In a Gospel Coalition video, John Onwuchekwa gives an apt analogy for what we can do to hold to God as our Supreme Good.  Three years ago, John was watching the NCAA Men’s basketball championship game between Baylor and Gonzaga.  While he intently followed the action on his computer screen, in a group chat he texted friends about the game.  At one point, Baylor rested one of its star players and Gonzaga immediately went on a run to make the game close again.  In the group chat, John, a Baylor fan, fumed about that star player riding the bench.  A second later a friend replied, “What are you talking about?  He’s already back in.”  John then realized that there was a lag in his internet connection.

As the game went on, the time differential between what he heard from his computer and what he saw on it got worse.  He’d hear the announcer shout, “He drills the shot!”, while he was seeing the player still dribbling out of the back court.

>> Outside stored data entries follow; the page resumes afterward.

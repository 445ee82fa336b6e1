use glow::HasContext;
use rustc_hash::FxHashMap;
use std::rc::Rc;
use thiserror::Error;

pub type Context = Rc<glow::Context>;
type GlDataType = u32;
type Result<T> = std::result::Result<T, Problem>;

#[derive(Error, Debug)]
pub enum Problem {
    #[error("Cannot create buffer")]
    CannotCreateBuffer,

    #[error("Cannot create vertex array")]
    CannotCreateVertexArray,

    #[error("{}", match .0 {
        Some(n) => format!("Cannot create shader: {}", n),
        None => format!("Cannot create shader"),
    })]
    CannotCreateShader(Option<String>),

    #[error("Cannot create program")]
    CannotCreateProgram,

    #[error("Cannot link program: {0}")]
    CannotLinkProgram(String),

    #[error("Vertex attribute type is not supported")]
    CannotBindUnsupportedVertexType,
}

#[derive(Debug)]
pub struct Buffer {
    context: Context,
    pub id: glow::Buffer,
    pub size: usize,
    pub type_: u32,
}

impl Drop for Buffer {
    fn drop(&mut self) {
        unsafe {
            self.context.delete_buffer(self.id);
        }
    }
}

impl Buffer {
    pub fn from_bytes(
        context: &Context,
        data: &[u8],
        buffer_type: u32,
        usage: u32,
    ) -> Result<Self> {
        let buffer = unsafe {
            let buffer = context
                .create_buffer()
                .map_err(|_| Problem::CannotCreateBuffer)?;

            context.bind_buffer(buffer_type, Some(buffer));
            context.buffer_data_u8_slice(buffer_type, data, usage);
            context.bind_buffer(buffer_type, None);

            buffer
        };

        Ok(Self {
            context: Rc::clone(context),
            id: buffer,
            size: data.len(),
            type_: buffer_type,
        })
    }

    pub fn from_f32(context: &Context, data: &[f32], buffer_type: u32, usage: u32) -> Result<Self> {
        Self::from_bytes(context, bytemuck::cast_slice(data), buffer_type, usage)
    }
}

pub struct Program {
    context: Context,
    pub program: glow::Program,
    attributes: FxHashMap<String, AttributeInfo>,
    uniforms: FxHashMap<String, UniformInfo>,
}

impl Drop for Program {
    fn drop(&mut self) {
        unsafe {
            self.context.delete_program(self.program);
        }
    }
}

impl Program {
    pub fn new(context: &Context, shaders: (&str, &str)) -> Result<Self> {
        let vertex_shader = compile_shader(context, glow::VERTEX_SHADER, shaders.0)?;
        let fragment_shader = compile_shader(context, glow::FRAGMENT_SHADER, shaders.1)?;

        let program = unsafe {
            let program = context
                .create_program()
                .map_err(|_| Problem::CannotCreateProgram)?;
            context.attach_shader(program, vertex_shader);
            context.attach_shader(program, fragment_shader);
            context.link_program(program);

            if !context.get_program_link_status(program) {
                return Err(Problem::CannotLinkProgram(
                    context.get_program_info_log(program),
                ));
            }

            // Delete the shaders to free up memory
            context.detach_shader(program, vertex_shader);
            context.detach_shader(program, fragment_shader);
            context.delete_shader(vertex_shader);
            context.delete_shader(fragment_shader);

            program
        };

        // Get attribute locations
        let mut attributes = FxHashMap::default();
        unsafe {
            let attribute_count = context.get_active_attributes(program);
            for num in 0..attribute_count {
                if let Some(info) = context.get_active_attribute(program, num) {
                    if let Some(location) = context.get_attrib_location(program, &info.name) {
                        attributes.insert(
                            info.name,
                            AttributeInfo {
                                type_: info.atype,
                                size: info.size as u32,
                                location,
                            },
                        );
                    }
                }
            }
        }

        // Get uniform locations
        let mut uniforms = FxHashMap::default();
        unsafe {
            let uniform_count = context.get_active_uniforms(program);
            for num in 0..uniform_count {
                if let Some(info) = context.get_active_uniform(program, num) {
                    if let Some(location) = context.get_uniform_location(program, &info.name) {
                        uniforms.insert(
                            info.name,
                            UniformInfo {
                                type_: info.utype,
                                size: info.size,
                                location,
                            },
                        );
                    }
                }
            }
        }

        Ok(Program {
            context: Rc::clone(context),
            program,
            attributes,
            uniforms,
        })
    }

    pub fn use_program(&self) {
        unsafe {
            self.context.use_program(Some(self.program));
        }
    }

    pub fn set_uniforms(&self, uniforms: &[&Uniform]) {
        for uniform in uniforms.iter() {
            self.set_uniform(uniform);
        }
    }

    pub fn set_uniform(&self, uniform: &Uniform) {
        let context = &self.context;
        self.use_program();

        unsafe {
            match uniform.value {
                UniformValue::Vec2(value) => context.uniform_2_f32(
                    self.get_uniform_location(uniform.name).as_ref(),
                    value[0],
                    value[1],
                ),

                UniformValue::Vec4(value) => context.uniform_4_f32(
                    self.get_uniform_location(uniform.name).as_ref(),
                    value[0],
                    value[1],
                    value[2],
                    value[3],
                ),
            }
        }
    }

    pub fn get_attrib_location(&self, name: &str) -> Option<u32> {
        self.attributes.get(name).map(|info| info.location)
    }

    pub fn get_uniform_location(&self, name: &str) -> Option<glow::UniformLocation> {
        self.uniforms.get(name).map(|info| info.location.clone())
    }
}

#[allow(dead_code)]
#[derive(Clone)]
struct AttributeInfo {
    type_: u32,
    size: u32,
    location: u32,
}

#[allow(dead_code)]
#[derive(Clone)]
struct UniformInfo {
    type_: u32,
    size: i32,
    location: glow::UniformLocation,
}

pub struct Uniform<'a> {
    pub name: &'static str,
    pub value: UniformValue<'a>,
}

#[derive(Clone)]
pub enum UniformValue<'a> {
    Vec2(&'a [f32; 2]),
    Vec4(&'a [f32; 4]),
}

pub fn compile_shader(context: &Context, shader_type: u32, source: &str) -> Result<glow::Shader> {
    unsafe {
        let shader = context
            .create_shader(shader_type)
            .map_err(|_| Problem::CannotCreateShader(None))?;
        context.shader_source(shader, source);
        context.compile_shader(shader);

        if context.get_shader_compile_status(shader) {
            Ok(shader)
        } else {
            Err(Problem::CannotCreateShader(Some(
                context.get_shader_info_log(shader),
            )))
        }
    }
}

#[derive(Default)]
pub struct VertexBufferLayout {
    pub name: &'static str,
    pub size: u32,
    pub type_: GlDataType,
    pub stride: u32,
    pub offset: u32,
}

pub struct VertexArrayObject {
    context: Context,
    pub id: glow::VertexArray,
}

impl Drop for VertexArrayObject {
    fn drop(&mut self) {
        unsafe {
            self.context.delete_vertex_array(self.id);
        }
    }
}

impl VertexArrayObject {
    pub fn new(
        context: &Context,
        program: &Program,
        vertices: &[(&Buffer, VertexBufferLayout)],
    ) -> Result<Self> {
        let id = unsafe {
            context
                .create_vertex_array()
                .map_err(|_| Problem::CannotCreateVertexArray)?
        };

        let vao = Self {
            id,
            context: Rc::clone(context),
        };

        unsafe {
            vao.context.bind_vertex_array(Some(vao.id));

            for (vertex, layout) in vertices.iter() {
                bind_attributes(&vao.context, program, vertex, layout)?;
            }

            vao.context.bind_vertex_array(None);
        }

        Ok(vao)
    }
}

pub fn bind_attributes(
    context: &Context,
    program: &Program,
    buffer: &Buffer,
    buffer_layout: &VertexBufferLayout,
) -> Result<()> {
    unsafe {
        context.bind_buffer(glow::ARRAY_BUFFER, Some(buffer.id));

        if let Some(location) = program.get_attrib_location(buffer_layout.name) {
            context.enable_vertex_attrib_array(location);

            match buffer_layout.type_ {
                glow::FLOAT => context.vertex_attrib_pointer_f32(
                    location,
                    buffer_layout.size as i32,
                    buffer_layout.type_,
                    false,
                    buffer_layout.stride as i32,
                    buffer_layout.offset as i32,
                ),
                glow::UNSIGNED_SHORT | glow::UNSIGNED_INT | glow::INT => context
                    .vertex_attrib_pointer_i32(
                        location,
                        buffer_layout.size as i32,
                        buffer_layout.type_,
                        buffer_layout.stride as i32,
                        buffer_layout.offset as i32,
                    ),
                _ => return Err(Problem::CannotBindUnsupportedVertexType),
            };
        }

        context.bind_buffer(glow::ARRAY_BUFFER, None);
    }

    Ok(())
}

The lag between the audio and the visual was annoying; but John was so caught up in the game he couldn’t bear to miss a second of it by taking the time to reboot and fix the disjointed connection.

John enjoyed the game despite the technical difficulties.  How did he?  He trusted the announcer to tell the truth in his broadcast.  So John listened to the man’s words and then counted on seeing what his words had promised.  He believed that the event the announcer had just described would soon happen before his eyes; so, that when the announcer described a big score for Baylor, John rejoiced with anxiety-free confidence over that piece of good news even if he had to wait to have the visual experience of it.  Thus, though John had not yet seen it come to pass, he celebrated it as soon as he heard it.

That’s how we can happily live out our faith in God as our Supreme Good.  Due to the world’s brokenness and our own, there is a lag in our communication connection.  But there’s no need to worry.  We can expect to see God’s word fulfilled in our experience.  The word of the Lord may make us wait but it will never let us down!  Hence, we can be joyful in hope and serene in the trust that, whatever we see at the present, the Lord is still and forever the Supreme Good!